Maybe I'm just a little on edge. Last night, I was woken, jet-lagged, at 3am by the noise of a bull elephant attempting to dry-hump the door of my budget motel room. Blearily opening it, I discovered the wardrobe-sized ice machine across the hall had loosed itself from its mooring and vibrated across the corridor in an apparent attempt to make beautiful icy babies with my door. I called reception and asked if they could possibly switch off their horny ice machine. They said it wasn't possible, "in case someone needs ice". It's late winter on the mountainous eastern seaboard. It's 3am. It's minus twenty outside. Who needs ice?

 Where the 235i is slathered thick with 21st-century technological butter, the STI parties like it's 1999. Our test car doesn't have satnav. We improvise by gaffer-taping photographer Wycherley's iPhone to the dash, thus creating the First World's first in-car infotainment system with 100 per cent iPhone compatibility. We discover this makes it impossible to use the STI's own infotainment set-up, but this turns out to be no great loss. BMW's iDrive Subaru's system ain't. That said, iDrive itself isn't quite perfect. The 235i's satnav has a whingeing East Coast accent and refers to roundabouts as "traffic circles". Traffic circles? Seriously?

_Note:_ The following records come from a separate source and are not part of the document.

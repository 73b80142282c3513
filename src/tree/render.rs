use crate::tree::TreeSnapshot;

/// Renders a tree as an indented listing, one line per node below the root
///
/// ```
/// use sitetree::tree::{render, TreeSnapshot};
///
/// let tree = TreeSnapshot {
///     name: "example.com".into(),
///     children: vec![TreeSnapshot {
///         name: "a".into(),
///         children: vec![TreeSnapshot::leaf("b")],
///     }],
/// };
/// assert_eq!(render(&tree), "+--a\n    +--b\n");
/// ```
pub fn render(tree: &TreeSnapshot) -> String {
    let mut out = String::new();
    render_children(tree, 0, &mut out);
    out
}

fn render_children(node: &TreeSnapshot, depth: usize, out: &mut String) {
    for child in &node.children {
        out.push_str(&" ".repeat(depth * 4));
        out.push_str("+--");
        out.push_str(&child.name);
        out.push('\n');
        render_children(child, depth + 1, out);
    }
}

A tempting road snakes off to the left, plunging down a mountain face resembling, in gradient and iciness, the rear of my freezer. WELCOME TO PETER'S KILL AREA, reads a sign at its entrance. We decide to give it a miss, on the off-chance we'll encounter a smiling man wearing a namebadge reading "Hi, I'm Peter!" and leaning on a shovel.

But it is, in truth, a bloody-minded sort of car, one you'd buy because of its flaws rather than in spite of them, a car that chases rally-spec thrills at the expense of any comfort or sociability. But for the rest of us, the rest of us who don't have a rally stage on our doorstep and for whom snow is an occasional surprise rather than daily chore, the STI is probably too focused of purpose. Especially when the M235i proves that even a rear-drive coupe on winter tyres can handle some pretty serious power. And, yet better, that the light, biddable, fizzy BMW coupe is alive and kicking.

We park up on a bridge spanning a vast, frozen reservoir, the Catskills calm, watercolour-still and utterly, utterly empty. We haven't seen a car or human in hours. I realise two things. One, I might have slightly overreacted about the shovelly hillbilly thing. And two, I'm properly smitten with both these cars. Truth is, given sufficient budget and floorspace, you could justify both an M235i and Impreza in your perfect B-road garage. They're proper drivers' cars, proof that real-world heroes trump showboating supercars every time - a fast, practical, mildly threatening combination. Like shovels and quicklime.